Monat: September 2023

James Lee Burke | Verschwinden ist keine Lösung (Band 23)

James Lee Burke | Verschwinden ist keine Lösung (Band 23)

Es ist geschafft. Mit dem 23. Band endet (vermeintlich) eine der am längsten laufenden Krimireihen. 1987 erschien mit „Neon Rain“ (dt. „Neonregen“) der erste Band um Dave Robicheaux, damals noch beim New Orleans Police Department. James Lee Burke hat die Reihe nun mit „A Private Cathedral“ (die Titel waren schon immer oft schwer zu übersetzen, der deutsche Titel diesmal wirkt etwas unbeholfen) scheinbar abgeschlossen. Mehr oder weniger zumindest, denn offenbar hat Burke bereits einen Titel mit Daves Intimus Cletus „Clete“ Purcel vorbereitet. Mit dem vorliegenden Band endet auch ein verlegerisches Großprojekt. 2015 veröffentlichte Günther Butkus den 15. Band „Sturm über New Orleans“, nachdem mehrere Titel zuvor nicht mehr ins Deutsche übersetzt worden waren. Er traf damit einen Nerv und war Teil eines Comebacks des Autors in Deutschland. Anschließend nahm Butkus die große Aufgabe an, die gesamte Reihe im Pendragon Verlag wiederaufzulegen bzw. als deutsche Erstausgabe zu veröffentlichen.

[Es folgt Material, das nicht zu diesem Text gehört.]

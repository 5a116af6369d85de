use thiserror::Error;

/// Errors surfaced synchronously by the watcher's public operations.
///
/// Nothing that happens on the background loop is reported through this
/// type; transient socket faults are recovered there and timeouts are
/// ordinary status changes.
#[derive(Error, Debug)]
pub enum WatcherError {
    #[error("Invalid argument: {0}")]
    Argument(String),
    #[error("Can not resolve host name '{0}' to an IPv4 address")]
    Resolution(String),
    #[error("Value out of range: {0}")]
    Range(String),
    #[error("Server has not reported its info yet")]
    MissingInfo,
    #[error("Favorites store error: {0}")]
    Store(String),
    #[error("I/O Error: {0}")]
    Io(#[from] std::io::Error),
}

impl From<serde_json::Error> for WatcherError {
    fn from(e: serde_json::Error) -> Self {
        Self::Store(e.to_string())
    }
}

pub type Result<T> = std::result::Result<T, WatcherError>;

Zeitlich spielt „Verschwinden ist keine Lösung“ irgendwann vor 9-11 und ist damit in der Chronologie irgendwo mittendrin. Auch wenn es natürlich eine Chronologie gibt und eine gewisse Entwicklung im Leben der Hauptfiguren – allen voran Daves Ehefrauen und seine irgendwann erwachsene Tochter Alafair – es war eigentlich nicht allzu sehr problematisch, einzelne Bände nicht in der richtigen Reihenfolge zu lesen. Für Neueinsteiger bietet es sich allerdings nie an, mit dem letzten Band zu beginnen. Dieses Mal kommt außerdem hinzu, dass dieser Roman sich für meinen Geschmack nochmal sehr an die eingeweihten Kenner des Robicheaux’schen Kosmos richtet. „A Private Cathedrale“ ist eine Quintessenz der gesamten Reihe, in der Dave und Clete als Aufrechte und Gerechtigkeitsfanatiker einen zwar von kleinen Erfolgen gekennzeichneten, aber letztlich scheinbar vergeblichen Kampf gegen „das Böse“ führen, diesmal noch stärker begleitet von metaphysischen, übernatürlichen Elementen, eingebettet in die traumhafte Landschaft Lousianas..

„Willst du dir noch etwas von Seele reden, Streak?“
„Ich habe ‚Warn-Träume‘. Stürmische See, eine Galeere mit Strafgefangenen, die an die Riemen gekettet sind. Sie sehen aus, als wären sie in der Hölle.“
„Du hast mir gerade eine Scheißangst eingejagt.“
„Warum?“
„Ich hatte den gleichen Traum.“
Es fühlte sich an, als hätte er mir in die Magengrube getreten. (Auszug S.71)

Wie die meisten Romane der Reihe ist eine Inhaltsangabe eher schwierig, denn Burke schickt seine Hauptfiguren in einen sehr komplexen Plot, in dem die Suche nach der Quelle der menschlichen Grausamkeit sich als rote Faden durch die Seiten zieht. Durch eine zufällige Begegnung an einem Pier in Texas lernt Dave die junge Isabell Belangie kennen, Tochter eines Mafiaso, die angeblich an den rivalisierten Clan um den skrupellosen Mark Shondell als Faustpfand „abgegeben“ wurde. Dies ruft Dave auf den Plan, der diesen „Menschenhandel“ hinterfragt und in ein Nest von Soziopathen stößt. Es geht um kriminelle Machenschaften, Grausamkeiten und ein Wiedererstarken rassistischer Politik. Und dann taucht der noch ein „Zeitreisender“ auf, Gideon Richetti, ein grausamen Rächer, allerdings auf der Suche nach Erlösung. Das klingt nicht nur biblisch-mystisch, sondern ist es auch. Das Fantastische, das den traumatisierten Dave (und auch Cletus) immer wieder mal in den Romanen begegnet, wird hier auf die Spitze getrieben, steht aber immer im Kontext zum zentralen Thema des Romans.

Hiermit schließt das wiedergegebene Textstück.